You are asking a great and important question. Simply by asking, you've taken a step toward God that many have not. The question is both simple and complex. Here are a few thoughts.
God, our creator, wants to be found and known by us. Good thing, too, because as created beings we're as powerless to find God as Frodo was to find Tolkien. Unlike Tolkien, God entered the human story in the form of Jesus of Nazareth....
One method of finding God is to read what Jesus said, act like it's a command from God, and try to obey. Start somewhere in Matthew 5 for example; read a little, and put it into practice. Ask God for help, as though you believed he were actually there. Ask him to reveal himself to you. In doing that you'll be exercising faith, which is an important component of both finding and pleasing God.
If God can in fact be found, as I believe he can, there is nothing more important in life than to find him; the search is worth our full attention and highest priority.
How does one approach God? Many of us approach God (and the Bible too) as though we were historians and God were merely a historical phenomenon or a chemical reaction. That's one approach, which works with limited success. We can approach him as a little child approaches Santa Claus, as a cancer patient approaches an oncologist, as a woman approaches a man she's considering as a possible husband. Or how about this? as a criminal approaches a judge -- a judge with a reputation for justice and mercy both.

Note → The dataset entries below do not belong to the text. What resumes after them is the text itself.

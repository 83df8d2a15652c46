//! # mysql-pg-reconcile
//!
//! Row-level reconciliation between a legacy MySQL database and its
//! PostgreSQL successor.
//!
//! This library finds the rows a bulk migration left behind and replays
//! them, with support for:
//!
//! - **Key-set diffing** of source and target primary keys
//! - **Batched replication** with per-row failure isolation
//! - **Upsert mode** for refreshing rows that already exist
//! - **Verification** by row counts or key sets
//! - **Two transports**: database client processes (optionally inside
//!   Docker containers) or native driver pools
//!
//! ## Example
//!
//! ```rust,no_run
//! use mysql_pg_reconcile::{Config, Orchestrator};
//! use tokio_util::sync::CancellationToken;
//!
//! #[tokio::main]
//! async fn main() -> mysql_pg_reconcile::Result<()> {
//!     let config = Config::load("config.yaml")?;
//!     let orchestrator = Orchestrator::new(config)?;
//!     let result = orchestrator.run(CancellationToken::new(), false).await?;
//!     println!("Replayed {} rows", result.totals.rows_succeeded);
//!     Ok(())
//! }
//! ```

pub mod config;
pub mod core;
pub mod diff;
pub mod drivers;
pub mod encode;
pub mod error;
pub mod fetch;
pub mod orchestrator;
pub mod replicate;
pub mod report;
pub mod verify;

// Re-exports for convenient access
pub use config::{Config, MigrationConfig, ReplicationMode, StoreConfig, StoreKind, Transport, VerifyMode};
pub use crate::core::{ColumnKind, ColumnSpec, KeyValue, Store, TableSpec, Value};
pub use diff::{diff_exit_code, diff_keys, DiffOptions, KeyDiff, KeyRange};
pub use error::{ReconcileError, Result};
pub use orchestrator::{
    HealthCheckResult, Orchestrator, RunResult, RunStatus, TableInventory, TableOutcome,
    TableStatus,
};
pub use replicate::{MigrationReport, ReplicateOptions, Replicator};
pub use verify::{verify, VerificationResult};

Or... as a king. When I was your age (sorry, can't help it) I thought I could approach God as I approached a mathematical conjecture. Could it be proven? Then it would be (or become) a theorem. That didn't work very well. One does not find a girlfriend in that manner, either.
A few random Bible quotes on this topic:
- Seek the Lord while he may be found; call upon him while he is near. Let the wicked forsake his thoughts and the unrighteous man his ways, and let him return to the Lord, and he will have mercy on him, and to our God, for he will abundantly pardon. (Isaiah 55)
- You will seek me and find me when you seek me with your whole heart. (Jeremiah 29)
- There is none who seeks for God. (Romans 3) [Therefore,] "No one can come to me unless the Father draws him." (John 6)
- Without faith it is impossible to please him, for he who comes to God must believe that he is, and that he rewards those who earnestly seek him (Hebrews 11)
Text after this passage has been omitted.